● **Task prompt**: The answer must consist of every line in the records that contains the word "crate".

● **Data in this exercise**:
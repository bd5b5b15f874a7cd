//! NBS (BlueTopo) workflow.

use std::path::{Path, PathBuf};

use tracing::{debug, warn};

use vbicompare_cloud::tile_scheme::latest_scheme_object;
use vbicompare_cloud::{ObjectEntry, TileDescriptor, TileScheme};
use vbicompare_core::naming::{bluetopo_date_stamp, key_file_name, tile_prefix, ListKind, TILE_SCHEME_PREFIX};
use vbicompare_core::{DataSource, Region};

use crate::downloader::{now, sync_object, Downloader};
use crate::error::{CollectError, Result};
use crate::layout::{archive_file, ensure_with_archive, files_in};
use crate::reporter::Reporter;

pub(crate) struct NbsOutcome {
    pub list: PathBuf,
    pub charts: Vec<String>,
}

impl Downloader {
    /// Collect the BlueTopo tiles covering `regions`.
    ///
    /// Returns `None` when nothing was available and the job was cancelled.
    pub(crate) async fn collect_nbs(
        &self,
        regions: &[Region],
        reporter: &mut Reporter,
    ) -> Result<Option<NbsOutcome>> {
        let dir = self.layout.ensure_source_dir(DataSource::Nbs)?;
        reporter.info(format!("NBS data path: {}", dir.display()));
        reporter.step_done();

        let scheme_path = self.fetch_tile_scheme(&dir, reporter).await?;
        let tiles = {
            let scheme = TileScheme::open(&scheme_path)?;
            let mut tiles: Vec<TileDescriptor> = Vec::new();
            for region in regions {
                let search = region.negative_buffer().bbox();
                for tile in scheme.tiles_intersecting(&search)? {
                    if !tiles.iter().any(|t| t.tile == tile.tile) {
                        tiles.push(tile);
                    }
                }
            }
            tiles
        };
        reporter.step_done();

        if tiles.is_empty() {
            reporter.cancel("No NBS tile data available in given area.");
            return Ok(None);
        }
        reporter.info(format!("{} NBS tiles intersect the search area.", tiles.len()));

        let mut charts: Vec<String> = Vec::new();
        let (kind, entries) = if self.request.mode.is_local() {
            (ListKind::FilePaths, self.download_tiles(&tiles, &mut charts, reporter).await?)
        } else {
            (ListKind::S3Urls, self.tile_urls(&tiles, &mut charts, reporter).await?)
        };
        reporter.step_done();

        if entries.is_empty() {
            reporter.cancel("No NBS files available in given area.");
            return Ok(None);
        }

        let list = self.layout.write_list(DataSource::Nbs, kind, &entries, now())?;
        reporter.success(format!(
            "{} created at {}",
            list.file_name().unwrap_or_default().to_string_lossy(),
            dir.display()
        ));
        reporter.step_done();

        if !charts.is_empty() {
            reporter.info(format!(
                "MCD charts [{}] potentially affected by selected datasets include: {}",
                charts.len(),
                charts.join(", ")
            ));
        }

        Ok(Some(NbsOutcome { list, charts }))
    }

    /// Make sure the newest tile-scheme GeoPackage is in `dir`.
    ///
    /// Older `.gpkg` files are moved to `Archive/` before the new one lands.
    async fn fetch_tile_scheme(&self, dir: &Path, reporter: &Reporter) -> Result<PathBuf> {
        let bucket = &self.sources.nbs;
        let entries = bucket.list(TILE_SCHEME_PREFIX).await?;
        let latest = latest_scheme_object(&entries)
            .ok_or_else(|| CollectError::NoTileScheme(bucket.s3_url(TILE_SCHEME_PREFIX)))?;

        let name = key_file_name(&latest.key);
        let local = dir.join(name);
        if local.exists() {
            reporter.info(format!("Tile scheme {name} is up to date."));
            return Ok(local);
        }

        for old in files_in(dir)? {
            if old.extension().is_some_and(|ext| ext == "gpkg") {
                debug!(file = %old.display(), "archiving old tile scheme");
                archive_file(&old)?;
            }
        }

        reporter.info(format!("Downloading tile scheme {name}"));
        bucket.download(&latest.key, &local).await?;
        Ok(local)
    }

    /// Cloud mode: one `s3://` GeoTIFF URL per available tile.
    async fn tile_urls(
        &self,
        tiles: &[TileDescriptor],
        charts: &mut Vec<String>,
        reporter: &Reporter,
    ) -> Result<Vec<String>> {
        let bucket = &self.sources.nbs;
        let mut urls = Vec::new();

        for tile in tiles {
            let objects = bucket.list(&tile_prefix(&tile.tile)).await?;
            if objects.is_empty() {
                reporter.warning(format!("No NBS files available for tile: {}", tile.tile));
                continue;
            }

            let url = tile
                .geotiff_url
                .as_deref()
                .and_then(|link| bucket.to_s3_url(link).ok())
                .or_else(|| first_raster(&objects).map(|o| bucket.s3_url(&o.key)));
            let Some(url) = url else {
                reporter.warning(format!("No GeoTIFF found for tile: {}", tile.tile));
                continue;
            };

            self.note_tile(tile, charts, reporter).await;
            reporter.success(format!("Collecting NBS tile: {}", tile.tile));
            urls.push(url);
        }

        Ok(urls)
    }

    /// Local mode: download every object of every available tile.
    async fn download_tiles(
        &self,
        tiles: &[TileDescriptor],
        charts: &mut Vec<String>,
        reporter: &mut Reporter,
    ) -> Result<Vec<String>> {
        for tile in tiles {
            ensure_with_archive(&self.layout.tile_dir(&tile.tile))?;
        }
        reporter.step_done();

        let bucket = &self.sources.nbs;
        let mut paths = Vec::new();

        for tile in tiles {
            let objects = bucket.list(&tile_prefix(&tile.tile)).await?;
            if objects.is_empty() {
                reporter.warning(format!("No NBS files available for tile: {}", tile.tile));
                continue;
            }

            self.note_tile(tile, charts, reporter).await;
            reporter.success(format!("Collecting NBS tile: {}", tile.tile));

            let tile_dir = self.layout.tile_dir(&tile.tile);
            for object in &objects {
                if let Some(stamp) = bluetopo_date_stamp(&object.key) {
                    for file in files_in(&tile_dir)? {
                        let outdated = file
                            .file_name()
                            .and_then(|n| n.to_str())
                            .is_some_and(|n| !n.contains(stamp));
                        if outdated {
                            reporter.info(format!("Archiving outdated {}", file.display()));
                            archive_file(&file)?;
                        }
                    }
                }
                let path = sync_object(bucket, &object.key, object.size, &tile_dir, reporter).await?;
                paths.push(path.display().to_string());
            }
        }

        Ok(paths)
    }

    /// Report a tile's outline and the charts overlapping it.
    ///
    /// The chart lookup uses the tile extent shrunk by the negative buffer so
    /// charts that only touch the tile edge are left out. A failed lookup is
    /// reported and does not stop the job.
    async fn note_tile(&self, tile: &TileDescriptor, charts: &mut Vec<String>, reporter: &Reporter) {
        let search = Region::from_bbox(&tile.extent).negative_buffer();
        match self.sources.charts.charts_in_region(&search).await {
            Ok(outlines) => {
                for outline in outlines {
                    if charts.contains(&outline.name) {
                        continue;
                    }
                    reporter.chart_outline(&outline.name, outline.ring);
                    charts.push(outline.name);
                }
            }
            Err(e) => {
                warn!(tile = %tile.tile, error = %e, "chart lookup failed");
                reporter.error(format!("Could not access MCD server: {e}"));
            }
        }
        reporter.tile_outline(&tile.tile, tile.extent);
    }
}

fn first_raster(objects: &[ObjectEntry]) -> Option<&ObjectEntry> {
    objects.iter().find(|o| !o.key.ends_with("xml"))
}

● **Answer to this problem**:
use crate::downloader::{now, sync_object, Downloader};
use crate::error::{CollectError, Result};
use crate::layout::{archive_file, ensure_with_archive, files_in};
use crate::reporter::Reporter;
pub(crate) struct NbsOutcome {
    pub(crate) async fn collect_nbs(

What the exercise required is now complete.